Our body armour has an inbuilt synchronised clock, handheld devices are prohibited, if we fall, they could be hacked and give info to our enemy, so archaic watches are used. Mine tells me it's already been seventeen minutes; far too much time is passing. Still, at last, we've found the place we needed.

The body keeps squelching. It is a disgusting, inhuman sound, yet as I drag it across the floor, coating the tiles in murky brown-red, the corpse squelches.

We've taken down many of their defenders. Some on our side have been hurt too, though I'm not even sure who anymore. This room is bigger than the rest. It was hard to capture.

I killed a man.

The man wasn't a soldier; he wore a labcoat – Do scientists count as soldiers under these circumstances? 'You can justify anything if you try hard enough...'

We'd followed after the assault group too fast. The man had been hiding by the door, and he leapt towards Chief Gros. I panicked and acted on instinct all at once, dropping my SMG like a moron but drawing my sidearm, my pistol, just as fast.

Rat-ta-ta, Rat-ta-ta, Rat-ta-ta

––––

Thud.

I pulled the trigger three times. The semi-automatic pistol let forth three small bursts, nine bullets. The first hit the man square in the head, killing him. As he fell, the second burst hit his neck, blood pouring out like a fountain, the final burst dully thudding off his shoulder blade before he hit the floor.

Gros thanked me, an entirely unexpected occurrence after last night. Was that my reward for slaying a fellow human, the gratitude of a boss I have mixed feelings about at best? Is that all this scientist, whose voice I’d never heard, whose name I’d never know, is that all his life was worth?

Johnny was immediately set to work accessing the terminals in this long rectangular room while others took to guarding the doors. I and Mr Richard moved the bodies out of the way, laying them against the back wall. A janitor cleaning up the dead, is there an irony to that? I don't find it funny if there is.

The man I killed is amongst the corpses. The tile floor is stained red all over. We'll have to be careful not to slip, I suppose…

“See, if you just reverse the polarity of the sequence, you get the break, neat, right? Easiest one yet!” Says the nervously jumpy voice of Johnny. She isn't talking to anyone in particular; rather, she’s been rambling for a while now, perhaps her own coping mechanism – I'm pretty sure she has gunned a man down at this point too – red flecks of drying blood certainly stain the ends of her normally silky blond hair.
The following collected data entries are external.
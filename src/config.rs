// This Source Code Form is subject to the terms of the Mozilla Public
// License, v. 2.0. If a copy of the MPL was not distributed with this
// file, You can obtain one at https://mozilla.org/MPL/2.0/.
//
// Copyright (c) 2025 Pegasus Heavy Industries, LLC

//! Harness configuration
//!
//! Layers, later ones winning key by key: built-in defaults, the user file
//! (`<config dir>/spacey/harness.toml`), the project file
//! (`./spacey-harness.toml` or `--config`), then environment variables.

use anyhow::{Context, Result, bail};
use serde::{Deserialize, Serialize};
use spacey_resolve::{DEFAULT_EXTENSIONS, ResolverOptions, SourceFieldPolicy};
use spacey_sandbox::SandboxConfig;
use std::path::{Path, PathBuf};

/// Project config file name
pub const PROJECT_CONFIG: &str = "spacey-harness.toml";

/// Resolver section
#[derive(Debug, Clone, PartialEq, Eq, Serialize, Deserialize)]
#[serde(default)]
pub struct ResolverConfig {
    /// Extensions probed in order
    pub extensions: Vec<String>,
    /// `source` field selection
    pub source: SourceFieldPolicy,
}

impl Default for ResolverConfig {
    fn default() -> Self {
        Self {
            extensions: DEFAULT_EXTENSIONS.iter().map(|e| e.to_string()).collect(),
            source: SourceFieldPolicy::default(),
        }
    }
}

/// Sandbox section
#[derive(Debug, Clone, Serialize, Deserialize)]
#[serde(default)]
pub struct SandboxSection {
    /// Executor options
    #[serde(flatten)]
    pub options: SandboxConfig,
    /// Log filter used when `--verbose` is not given
    pub log_level: String,
}

impl Default for SandboxSection {
    fn default() -> Self {
        Self {
            options: SandboxConfig::default(),
            log_level: "warn".to_string(),
        }
    }
}

/// Configuration for the harness binary
#[derive(Debug, Clone, Default, Serialize, Deserialize)]
#[serde(default)]
pub struct HarnessConfig {
    /// Module resolution
    pub resolver: ResolverConfig,
    /// Bundle execution
    pub sandbox: SandboxSection,
}

impl HarnessConfig {
    /// Load every layer; `explicit` replaces the project file and must exist
    pub fn load(explicit: Option<&Path>) -> Result<Self> {
        let mut config = Self::default();

        if let Some(user) = user_config_path() {
            if user.exists() {
                config.merge_from_file(&user)?;
            }
        }

        match explicit {
            Some(path) if !path.exists() => bail!("config file not found: {}", path.display()),
            Some(path) => config.merge_from_file(path)?,
            None => {
                let project = PathBuf::from(PROJECT_CONFIG);
                if project.exists() {
                    config.merge_from_file(&project)?;
                }
            }
        }

        config.apply_env(|key| std::env::var(key).ok());
        Ok(config)
    }

    /// Overlay the keys present in a TOML file
    pub fn merge_from_file(&mut self, path: &Path) -> Result<()> {
        let content = std::fs::read_to_string(path)
            .with_context(|| format!("failed to read {}", path.display()))?;
        let overlay: toml::Table = content
            .parse()
            .with_context(|| format!("invalid TOML in {}", path.display()))?;
        self.merge(overlay)
            .with_context(|| format!("invalid configuration in {}", path.display()))
    }

    fn merge(&mut self, overlay: toml::Table) -> Result<()> {
        let mut base = toml::Value::try_from(&*self)?;
        merge_values(&mut base, toml::Value::Table(overlay));
        *self = base.try_into()?;
        Ok(())
    }

    /// Apply `SPACEY_BUILD_ENV` and `SPACEY_LOG`
    pub fn apply_env(&mut self, var: impl Fn(&str) -> Option<String>) {
        if let Some(build_env) = var("SPACEY_BUILD_ENV") {
            self.resolver.source.production = build_env == "production";
        }
        if let Some(level) = var("SPACEY_LOG") {
            self.sandbox.log_level = level;
        }
    }

    /// Options for a resolver
    pub fn resolver_options(&self) -> ResolverOptions {
        ResolverOptions::default()
            .with_extensions(&self.resolver.extensions)
            .with_source_policy(self.resolver.source.clone())
    }

    /// Options for a sandbox
    pub fn sandbox_config(&self) -> SandboxConfig {
        self.sandbox.options.clone()
    }
}

fn merge_values(base: &mut toml::Value, overlay: toml::Value) {
    match (base, overlay) {
        (toml::Value::Table(base), toml::Value::Table(overlay)) => {
            for (key, value) in overlay {
                match base.get_mut(&key) {
                    Some(existing) => merge_values(existing, value),
                    None => {
                        base.insert(key, value);
                    }
                }
            }
        }
        (base, overlay) => *base = overlay,
    }
}

fn user_config_path() -> Option<PathBuf> {
    dirs::config_dir().map(|dir| dir.join("spacey").join("harness.toml"))
}

#[cfg(test)]
mod tests {
    use super::*;
    use std::collections::HashMap;
    use tempfile::TempDir;

    #[test]
    fn test_defaults() {
        let config = HarnessConfig::default();
        assert_eq!(config.resolver.extensions, vec![".js", ".json", ".node"]);
        assert_eq!(config.resolver.source.internal_prefix, "@spacey/");
        assert_eq!(config.sandbox.options.output_global, "output");
        assert_eq!(config.sandbox.options.loader_prefix, "parcelRequire");
        assert_eq!(config.sandbox.options.max_require_depth, 256);
        assert_eq!(config.sandbox.log_level, "warn");
    }

    #[test]
    fn test_layers_merge_key_by_key() {
        let dir = TempDir::new().unwrap();
        let user = dir.path().join("user.toml");
        let project = dir.path().join("project.toml");
        std::fs::write(
            &user,
            "[resolver]\nextensions = [\".ts\", \".js\"]\n\n[sandbox]\nmax_require_depth = 16\n",
        )
        .unwrap();
        std::fs::write(
            &project,
            "[resolver.source]\ninternal_prefix = \"@acme/\"\n\n[sandbox]\noutput_global = \"result\"\n",
        )
        .unwrap();

        let mut config = HarnessConfig::default();
        config.merge_from_file(&user).unwrap();
        config.merge_from_file(&project).unwrap();

        assert_eq!(config.resolver.extensions, vec![".ts", ".js"]);
        assert_eq!(config.resolver.source.internal_prefix, "@acme/");
        assert!(!config.resolver.source.production);
        assert_eq!(config.sandbox.options.max_require_depth, 16);
        assert_eq!(config.sandbox.options.output_global, "result");
        assert_eq!(config.sandbox.options.loader_prefix, "parcelRequire");
    }

    #[test]
    fn test_invalid_file_is_an_error() {
        let dir = TempDir::new().unwrap();
        let path = dir.path().join("bad.toml");
        std::fs::write(&path, "[sandbox]\nmax_require_depth = \"deep\"\n").unwrap();

        let mut config = HarnessConfig::default();
        assert!(config.merge_from_file(&path).is_err());
        assert!(HarnessConfig::load(Some(&dir.path().join("missing.toml"))).is_err());
    }

    #[test]
    fn test_environment_overrides() {
        let vars: HashMap<&str, &str> =
            [("SPACEY_BUILD_ENV", "production"), ("SPACEY_LOG", "debug")].into();
        let mut config = HarnessConfig::default();
        config.apply_env(|key| vars.get(key).map(|v| v.to_string()));

        assert!(config.resolver.source.production);
        assert_eq!(config.sandbox.log_level, "debug");
        assert!(config.resolver_options().source_policy.production);
    }
}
“Kris, memory Drive B,” Gros calls to me. I walk over and hand the drive to Johnny, who doesn't break eye contact with the computer screens for a second. There’s a dozen of them lining the length of the wall. This room seems to be a hub office of sorts, perfect for us.

Strewn across the counter is a menagerie of drives and cables as Johnny takes down as much data and breaks through as many firewalls as possible. She’s been ordered to leave the local data to last, so the couple dozen filled drives stacked up are purely what’s been taken from the servers, a seriously impressive amount of data.

During her ramblings, Johnny actually explained that on her second month aboard the Caravel, she’d nearly been charged by Lt Vitka with treason. From childhood – the girl only a couple years my senior, with her floppy hair, freckled cheeks and currently rather wild-looking, bespectacled eyes – had always loved machines and coding. This love had led her to casually hack the Caravel's central computer for fun in her off time. Luckily Gros had vouched for her, apparently claiming she was too stupid to be a spy.

After that, Johnny was sent on a course for two months and returned as the Caravel’s official tech expert – however, this is the first time that speciality had been deployed quite like this – or, at least, so she rambles.

As I fish out another drive to hand to her, I finally got a look at what this office is above. The computers, half of which are currently streaming information only Johnny could hope to decipher and keep up with, are at about chest height. Above them are windows all the way up to the ceiling, and the view through the windows is chilling.

A cavernous room many times larger than the Caravel's hangar, larger than the most extensive sports fields. Filling it are six rows of roughly ten machines apiece. The row nearest us is clearly the earliest stage, the internals and skeleton of a mecha. A row back has a completed frame and more internals, another and the familiar grey-armour plating is being added. A fourth row gives the machine a head; mechanics all know that the head unit is the most technically complex part after the engine, so it having its own stage makes sense.

The fifth row seems to be external checks and thrusters. The final row looks almost complete.

Sixty-odd Casnels lay before me in various stages of progress. The largest number of them ever gathered in history. It's both perfect and terrifying; great that Gros is getting to see this in such precise detail and that Johnny can collect so much data – but the sight of it, of a mass-production line of Casnel, a place that can potentially repeat this process – is almost enough to make me collapse on the spot.

“They're trying to limit our view, but they're way too slow,” Gros grumbles beside me.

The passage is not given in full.